Waldemar Mendel: - Tego rzeczywiście nikt się nie spodziewał, bo przecież musimy pamiętać, że nasz awans był wielką niespodzianką. Gdyby nam się kilka miesięcy temu nie powiodło, Poznań byłby białą plamą na koszykarskiej mapie Polski. A tak nawiasem mówiąc, Poznań jest bardzo trudnym miastem dla sportu. Sponsorów bowiem tu jak na lekarstwo. PBG Basket jest tego doskonałym przykładem. Po wycofaniu się firmy PBG z finansowania koszykarskiego zespołu wszystko się skończyło. Działacze tego klubu nie mieli w tej sytuacji planu B. To bardzo przykre.

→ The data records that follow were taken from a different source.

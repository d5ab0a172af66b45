//! Field-path validation errors and reusable field validators.
//!
//! DTOs are validated with `validator` derive. [`validate_payload`] runs the
//! derived rules and flattens the nested `ValidationErrors` tree into a
//! [`FieldErrors`] map keyed by camelCase paths, with list indices in brackets:
//!
//! ```text
//! professionalExperience[0].endDate -> End date must be after start date
//! presentAddress.divisionId         -> ...
//! ```
//!
//! The `validate_*` functions are meant for `#[validate(custom(function = ...))]`.
//! Optional email and URL validators treat an empty string as "not provided".

use std::borrow::Cow;
use std::collections::BTreeMap;
use std::fmt;

use once_cell::sync::Lazy;
use regex::Regex;
use serde::Serialize;
use validator::{Validate, ValidateEmail, ValidateUrl, ValidationError, ValidationErrors, ValidationErrorsKind};

pub static PHONE_REGEX: Lazy<Regex> =
    Lazy::new(|| Regex::new(r"^[+]?[1-9]\d{0,15}$").expect("valid phone regex"));

pub static YEAR_REGEX: Lazy<Regex> =
    Lazy::new(|| Regex::new(r"^\d{4}$").expect("valid year regex"));

/// Validation failures keyed by camelCase field path.
///
/// Keeps the first message reported for each path.
#[derive(Debug, Clone, Default, PartialEq, Eq, Serialize)]
#[serde(transparent)]
pub struct FieldErrors(BTreeMap<String, String>);

impl FieldErrors {
    pub fn new() -> Self {
        Self::default()
    }

    pub fn insert(&mut self, path: impl Into<String>, message: impl Into<String>) {
        self.0.entry(path.into()).or_insert_with(|| message.into());
    }

    #[must_use]
    pub fn get(&self, path: &str) -> Option<&str> {
        self.0.get(path).map(String::as_str)
    }

    #[must_use]
    pub fn contains(&self, path: &str) -> bool {
        self.0.contains_key(path)
    }

    #[must_use]
    pub fn is_empty(&self) -> bool {
        self.0.is_empty()
    }

    #[must_use]
    pub fn len(&self) -> usize {
        self.0.len()
    }

    pub fn merge(&mut self, other: FieldErrors) {
        for (path, message) in other.0 {
            self.insert(path, message);
        }
    }

    pub fn iter(&self) -> impl Iterator<Item = (&str, &str)> {
        self.0.iter().map(|(k, v)| (k.as_str(), v.as_str()))
    }

    /// `Ok(())` when nothing was collected.
    pub fn into_result(self) -> Result<(), FieldErrors> {
        if self.is_empty() { Ok(()) } else { Err(self) }
    }
}

impl fmt::Display for FieldErrors {
    fn fmt(&self, f: &mut fmt::Formatter<'_>) -> fmt::Result {
        let joined = self
            .0
            .iter()
            .map(|(path, message)| format!("{path}: {message}"))
            .collect::<Vec<_>>()
            .join(", ");
        f.write_str(&joined)
    }
}

impl From<&ValidationErrors> for FieldErrors {
    fn from(errors: &ValidationErrors) -> Self {
        let mut out = FieldErrors::new();
        collect(errors, "", &mut out);
        out
    }
}

fn collect(errors: &ValidationErrors, prefix: &str, out: &mut FieldErrors) {
    for (field, kind) in errors.errors() {
        let field: &str = field;
        let name = to_camel_case(field);
        let path = if prefix.is_empty() {
            name
        } else {
            format!("{prefix}.{name}")
        };

        match kind {
            ValidationErrorsKind::Field(list) => {
                if let Some(first) = list.first() {
                    let message = first
                        .message
                        .as_ref()
                        .map(|msg| msg.to_string())
                        .unwrap_or_else(|| format!("{path} is invalid"));
                    out.insert(path, message);
                }
            }
            ValidationErrorsKind::Struct(inner) => collect(inner, &path, out),
            ValidationErrorsKind::List(items) => {
                for (index, inner) in items {
                    collect(inner, &format!("{path}[{index}]"), out);
                }
            }
        }
    }
}

fn to_camel_case(field: &str) -> String {
    let mut out = String::with_capacity(field.len());
    let mut upper = false;
    for ch in field.chars() {
        if ch == '_' {
            upper = !out.is_empty();
        } else if upper {
            out.extend(ch.to_uppercase());
            upper = false;
        } else {
            out.push(ch);
        }
    }
    out
}

/// Runs the derived `validator` rules and flattens any failures.
pub fn validate_payload<T: Validate>(payload: &T) -> Result<(), FieldErrors> {
    payload.validate().map_err(|errors| FieldErrors::from(&errors))
}

fn invalid(code: &'static str, message: &'static str) -> ValidationError {
    ValidationError::new(code).with_message(Cow::Borrowed(message))
}

pub fn validate_phone(value: &str) -> Result<(), ValidationError> {
    if PHONE_REGEX.is_match(value) {
        Ok(())
    } else {
        Err(invalid("phone", "Invalid phone number format"))
    }
}

pub fn validate_mobile_number(value: &str) -> Result<(), ValidationError> {
    validate_phone(value).map_err(|_| invalid("phone", "Invalid mobile number format"))
}

pub fn validate_contact_number(value: &str) -> Result<(), ValidationError> {
    validate_phone(value).map_err(|_| invalid("phone", "Invalid contact number format"))
}

/// Email that may be left blank.
pub fn validate_optional_email(value: &str) -> Result<(), ValidationError> {
    if value.is_empty() || value.validate_email() {
        Ok(())
    } else {
        Err(invalid("email", "Invalid email format"))
    }
}

/// URL that may be left blank.
pub fn validate_optional_url(value: &str) -> Result<(), ValidationError> {
    if value.is_empty() || value.validate_url() {
        Ok(())
    } else {
        Err(invalid("url", "Invalid URL"))
    }
}

pub fn validate_year(value: &str) -> Result<(), ValidationError> {
    if YEAR_REGEX.is_match(value) {
        Ok(())
    } else {
        Err(invalid("year", "Year must be a valid 4-digit year"))
    }
}

/// Rejects a blank foreign-key id.
pub fn validate_required_id<T: AsRef<str>>(value: &T) -> Result<(), ValidationError> {
    if value.as_ref().trim().is_empty() {
        Err(invalid("required", "This field is required"))
    } else {
        Ok(())
    }
}

#[cfg(test)]
mod tests {
    use super::*;

    #[derive(Validate)]
    struct Item {
        #[validate(length(min = 1, message = "Title is required"))]
        title: String,
        #[validate(custom(function = "validate_optional_email"))]
        contact_email: Option<String>,
    }

    #[derive(Validate)]
    struct Parent {
        #[validate(length(min = 1, max = 5, message = "Name too long"))]
        full_name: String,
        #[validate(nested)]
        line_items: Vec<Item>,
    }

    #[test]
    fn test_phone_pattern() {
        assert!(validate_phone("+8801711001100").is_ok());
        assert!(validate_phone("01711001100").is_err());
        assert!(validate_phone("+12345678901234567").is_err());
        assert!(validate_phone("12a4").is_err());
    }

    #[test]
    fn test_phone_message_variants() {
        let err = validate_mobile_number("abc").unwrap_err();
        assert_eq!(err.message.as_deref(), Some("Invalid mobile number format"));
        let err = validate_contact_number("abc").unwrap_err();
        assert_eq!(err.message.as_deref(), Some("Invalid contact number format"));
    }

    #[test]
    fn test_optional_email_allows_blank() {
        assert!(validate_optional_email("").is_ok());
        assert!(validate_optional_email("karim@example.com").is_ok());
        assert!(validate_optional_email("karim@").is_err());
    }

    #[test]
    fn test_optional_url_allows_blank() {
        assert!(validate_optional_url("").is_ok());
        assert!(validate_optional_url("https://linkedin.com/in/karim").is_ok());
        assert!(validate_optional_url("not a url").is_err());
    }

    #[test]
    fn test_year_pattern() {
        assert!(validate_year("2004").is_ok());
        assert!(validate_year("04").is_err());
        assert!(validate_year("20045").is_err());
    }

    #[test]
    fn test_required_id() {
        assert!(validate_required_id(&"g1").is_ok());
        assert!(validate_required_id(&"  ").is_err());
    }

    #[test]
    fn test_to_camel_case() {
        assert_eq!(to_camel_case("end_date"), "endDate");
        assert_eq!(to_camel_case("professional_experience"), "professionalExperience");
        assert_eq!(to_camel_case("name"), "name");
        assert_eq!(to_camel_case("alreadyCamel"), "alreadyCamel");
    }

    #[test]
    fn test_flattens_nested_list_paths() {
        let parent = Parent {
            full_name: "Too long name".into(),
            line_items: vec![
                Item {
                    title: "ok".into(),
                    contact_email: None,
                },
                Item {
                    title: String::new(),
                    contact_email: Some("broken@".into()),
                },
            ],
        };

        let errors = validate_payload(&parent).unwrap_err();
        assert_eq!(errors.get("fullName"), Some("Name too long"));
        assert_eq!(errors.get("lineItems[1].title"), Some("Title is required"));
        assert_eq!(
            errors.get("lineItems[1].contactEmail"),
            Some("Invalid email format")
        );
        assert!(!errors.contains("lineItems[0].title"));
    }

    #[test]
    fn test_valid_payload_passes() {
        let parent = Parent {
            full_name: "Ok".into(),
            line_items: vec![Item {
                title: "first".into(),
                contact_email: Some(String::new()),
            }],
        };
        assert!(validate_payload(&parent).is_ok());
    }

    #[test]
    fn test_field_errors_keep_first_message() {
        let mut errors = FieldErrors::new();
        errors.insert("name", "first");
        errors.insert("name", "second");
        assert_eq!(errors.get("name"), Some("first"));
        assert_eq!(errors.len(), 1);
        assert!(FieldErrors::new().into_result().is_ok());
    }
}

A jaka jest sytuacja finansowa AZS Politechnika Big Plus?

Waldemar Mendel: - Bardzo stabilna. Pewnie dlatego, że jesteśmy w pełni zespołem amatorskim, nie ma mowy o jakichś fanaberiach. Dzięki władzom Politechniki Poznańskiej oraz firmie Big Plus mamy zapewniony budżet na cały sezon. Ponadto otrzymaliśmy dotację z Urzędu Miasta Poznania, wspiera nas także Zarząd Główny Akademickiego Związku Sportowego. W drugiej lidze nasze wydatki na sezon wynosiły około 100 tysięcy złotych, teraz tę kwotę trzeba pomnożyć razy trzy.

300 tysięcy złotych na cały pierwszoligowy sezon na pewno nie szokuje, ale wszyscy, którzy choć trochę są wtajemniczeni w sportowe sprawy finansowe, wiedzą, że zdobycie choćby przysłowiowej złotówki wymaga wielu zabiegów.

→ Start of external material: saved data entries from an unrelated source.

//! Simulated network latency for repository calls.

use std::time::Duration;

use boarding_config::LatencyConfig;
use boarding_core::Operation;
use rand::Rng;
use tracing::trace;

#[derive(Clone, Debug, PartialEq)]
pub struct Latency {
    config: LatencyConfig,
}

impl Default for Latency {
    fn default() -> Self {
        Self::new(LatencyConfig::default())
    }
}

impl Latency {
    pub fn new(config: LatencyConfig) -> Self {
        Self { config }
    }

    pub fn disabled() -> Self {
        Self::new(LatencyConfig::disabled())
    }

    #[must_use]
    pub fn config(&self) -> &LatencyConfig {
        &self.config
    }

    /// Scaled base delay of `operation`, before jitter.
    #[must_use]
    pub fn base_for(&self, operation: Operation) -> Duration {
        if !self.config.enabled {
            return Duration::ZERO;
        }
        let base_ms = match operation {
            Operation::List => self.config.list_ms,
            Operation::Get => self.config.get_ms,
            Operation::Create => self.config.create_ms,
            Operation::Update => self.config.update_ms,
            Operation::Delete => self.config.delete_ms,
            Operation::Dropdown => self.config.dropdown_ms,
        };
        // A scale that does not fit a Duration disables the delay.
        Duration::try_from_secs_f64(base_ms as f64 * self.config.scale / 1000.0)
            .unwrap_or(Duration::ZERO)
    }

    /// Delay to apply to one call: base ± random jitter, never below 1 ms
    /// while latency is enabled.
    #[must_use]
    pub fn sample(&self, operation: Operation) -> Duration {
        let base = self.base_for(operation);
        if !self.config.enabled {
            return Duration::ZERO;
        }
        let jitter = self.config.jitter_ms as i64;
        let offset_ms = if jitter == 0 {
            0
        } else {
            rand::thread_rng().gen_range(-jitter..=jitter)
        };
        let millis = (base.as_millis() as i64 + offset_ms).max(1);
        Duration::from_millis(millis as u64)
    }

    /// Sleeps for one sampled delay. Never holds a store lock.
    pub async fn simulate(&self, operation: Operation) {
        let delay = self.sample(operation);
        if delay.is_zero() {
            return;
        }
        trace!(operation = %operation, delay_ms = delay.as_millis() as u64, "simulating latency");
        tokio::time::sleep(delay).await;
    }
}

#[cfg(test)]
mod tests {
    use super::*;

    #[test]
    fn test_disabled_is_zero() {
        let latency = Latency::disabled();
        for operation in Operation::ALL {
            assert_eq!(latency.sample(operation), Duration::ZERO);
        }
    }

    #[test]
    fn test_deterministic_uses_base_delays() {
        let latency = Latency::new(LatencyConfig::deterministic());
        assert_eq!(latency.sample(Operation::List), Duration::from_millis(300));
        assert_eq!(latency.sample(Operation::Get), Duration::from_millis(200));
        assert_eq!(latency.sample(Operation::Create), Duration::from_millis(500));
        assert_eq!(latency.sample(Operation::Update), Duration::from_millis(500));
        assert_eq!(latency.sample(Operation::Delete), Duration::from_millis(300));
        assert_eq!(latency.sample(Operation::Dropdown), Duration::from_millis(200));
    }

    #[test]
    fn test_jitter_stays_in_range() {
        let latency = Latency::default();
        for _ in 0..200 {
            let ms = latency.sample(Operation::Get).as_millis();
            assert!((100..=300).contains(&ms), "sampled {ms} ms");
        }
    }

    #[test]
    fn test_scale_applies() {
        let latency = Latency::new(LatencyConfig {
            scale: 0.5,
            ..LatencyConfig::deterministic()
        });
        assert_eq!(latency.sample(Operation::Create), Duration::from_millis(250));
    }

    #[test]
    fn test_unrepresentable_scale_does_not_panic() {
        for scale in [f64::INFINITY, f64::NAN, -1.0, f64::MAX] {
            let latency = Latency::new(LatencyConfig {
                scale,
                ..LatencyConfig::deterministic()
            });
            assert_eq!(latency.base_for(Operation::Get), Duration::ZERO);
            assert_eq!(latency.sample(Operation::Get), Duration::from_millis(1));
        }
    }

    #[test]
    fn test_enabled_latency_never_zero() {
        let latency = Latency::new(LatencyConfig {
            scale: 0.0,
            ..LatencyConfig::deterministic()
        });
        assert_eq!(latency.sample(Operation::List), Duration::from_millis(1));
    }

    #[tokio::test(start_paused = true)]
    async fn test_simulate_sleeps_for_base() {
        let latency = Latency::new(LatencyConfig::deterministic());
        let start = tokio::time::Instant::now();
        latency.simulate(Operation::Delete).await;
        let elapsed = start.elapsed();
        assert!(elapsed >= Duration::from_millis(300), "slept {elapsed:?}");
        assert!(elapsed < Duration::from_millis(310), "slept {elapsed:?}");
    }
}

Waldemar Mendel: - Na szczęście władze naszej uczelni są bardzo przychylne sportowi. Dlatego też szczególne podziękowania należą się prof. Adamowi Hamrolowi, ustępującemu rektorowi, a także prof. Tomaszowi Łodygowskiemu, który teraz będzie kierować Politechniką Poznańską. A firma Big Plus jest z nami od kilku lat, za co też dziękujemy. Wspomniałem wcześniej o amatorskim charakterze naszej drużyny. Z 16 zawodników 12 jest studentami naszej uczelni, dwóch graczy to absolwenci Politechniki Poznańskiej, jeden jest pracownikiem Studium Wychowania Fizycznego PP, a ten ostatni - Adam Metelski, wychowanek poznańskiej Pyry, ostatnio grający w Polpharmie Starogard Gdański, wrócił do Poznania, by kontynuować naukę na Uniwersytecie Ekonomicznym i Uniwersytecie im. Adama Mickiewicza. I tylko on ma indywidualną umowę z firmą Big Plus, a dla pozostałych rekompensatą są uczelniane stypendia sportowe.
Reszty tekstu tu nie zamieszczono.